One of the benefits of growing up in Ireland is that every child learns to play and sing the nation's traditional music as naturally as walking. It's not unusual for a youngster to learn two or more instruments to participate in jigs, reels, hornpipes and dances with families and friends and to develop the type of magnificent singing voice native to the land of leprechauns.

Danu, the six-member ensemble currently touring this country, not only remembers the old tunes but also composes new songs inspired by the styles that have come down through the centuries. To celebrate St. Patrick's Day at the Hylton Center, the musicians will perform irresistible rhythms and melodies unique to their heritage.

Like most Irish families, Benny McCarthy's folks spent evenings gathered around the hearth or the local pub singing and playing to their hearts' content. When he founded Danu in 1995, he had no idea how eager the rest of the world was to hear authentic Irish music. He remembers his surprise when, during a jam session with his band, someone approached him to invite the group to France to perform in the Inter-Celtic Festival of Lorient. Thousands of participants from many nations fill the city annually to share their Celtic heritage.

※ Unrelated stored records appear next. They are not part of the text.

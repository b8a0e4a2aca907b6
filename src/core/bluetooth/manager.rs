//! Thermostat device controller
//! This module provides the main interface for driving the peripheral: it
//! walks the connection lifecycle, executes the initialization sequence,
//! sends commands, and folds write confirmations and status notifications
//! into the published state projection.

use std::sync::{Arc, Mutex};

use log::{debug, info, warn};
use tokio::sync::broadcast;
use tokio_util::sync::CancellationToken;

use crate::config::DeviceConfig;
use crate::core::bluetooth::commands::ThermostatCommand;
use crate::core::bluetooth::notification::NotificationHandler;
use crate::core::bluetooth::sequencer::{InitRequest, RequestSequencer};
use crate::core::bluetooth::transport::{
    DiscoveredCharacteristics, GattLink, LinkError, Transport,
};
use crate::core::bluetooth::types::{BluetoothDevice, ConnectedDeviceState, ConnectionState};
use crate::core::thermostat::{StateEvent, StatusFlags, ThermostatState};
use crate::error::ControllerError;

const EVENT_CHANNEL_CAPACITY: usize = 64;

struct Inner<L: GattLink> {
    connection: ConnectionState,
    state: ThermostatState,
    session: Option<ConnectedDeviceState<L>>,
    /// Cancelled on disconnect; in-flight operations of the session observe
    /// it and discard their results.
    token: CancellationToken,
    notifications: Option<NotificationHandler>,
    /// Bumped whenever a session starts or ends so stale completions from a
    /// previous session cannot touch the projection.
    generation: u64,
}

/// Drives one thermostat peripheral. All shared state lives behind a single
/// mutex; transport callbacks may arrive on any task.
pub struct ThermostatManager<T: Transport> {
    transport: Arc<T>,
    config: Arc<DeviceConfig>,
    inner: Arc<Mutex<Inner<T::Link>>>,
    events: broadcast::Sender<StateEvent>,
    /// Serializes GATT traffic: the transport allows one outstanding
    /// operation per link.
    op_lock: Arc<tokio::sync::Mutex<()>>,
}

impl<T: Transport> Clone for ThermostatManager<T> {
    fn clone(&self) -> Self {
        Self {
            transport: self.transport.clone(),
            config: self.config.clone(),
            inner: self.inner.clone(),
            events: self.events.clone(),
            op_lock: self.op_lock.clone(),
        }
    }
}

"It's a very important event, so we were thrilled to be invited," McCarthy said. "They gave us an amazing reception and our name. Up until then, we didn't have one, so they named us for Danu, the mother goddess of Ireland and the most important figure in Irish mythology who represents the earth, sea and prosperity."

Onstage
Danu
» Where: Hylton Performing Arts Center, 10960 George Mason Circle, Manassas
» When: 4 p.m. Sunday
» Info: $28 to $44; 888-945-2468; hyltoncenter.org

Right after the festival, Danu received a contract for appearances and put out an album, the first of a string of CDs that have earned multiple awards. McCarthy attributes the band's success to music so intoxicating that the listeners are unable to resist clapping and moving with the rhythms.

"Our concerts are full of high energy with lots of foot stomping, hootin' and hollerin,' " McCarthy said. "David Clancy and I are the original members. He plays a guitar with a beautiful sound, and I play an Irish accordion that's smaller than the one most people are familiar with. It has a button keyboard, not piano keys. David and I come from Waterford, while our other members represent the four corners of the country. There is one from Dublin, one from County Donegal, one from County Kerry near Dingle, and another currently lives in Scotland.

"No matter the program, we have fun and continually interact with the audience. People always come away saying what a good time they had at our show. We hope that the Hylton audience enjoys it as much as we do and are inspired like many to visit Ireland."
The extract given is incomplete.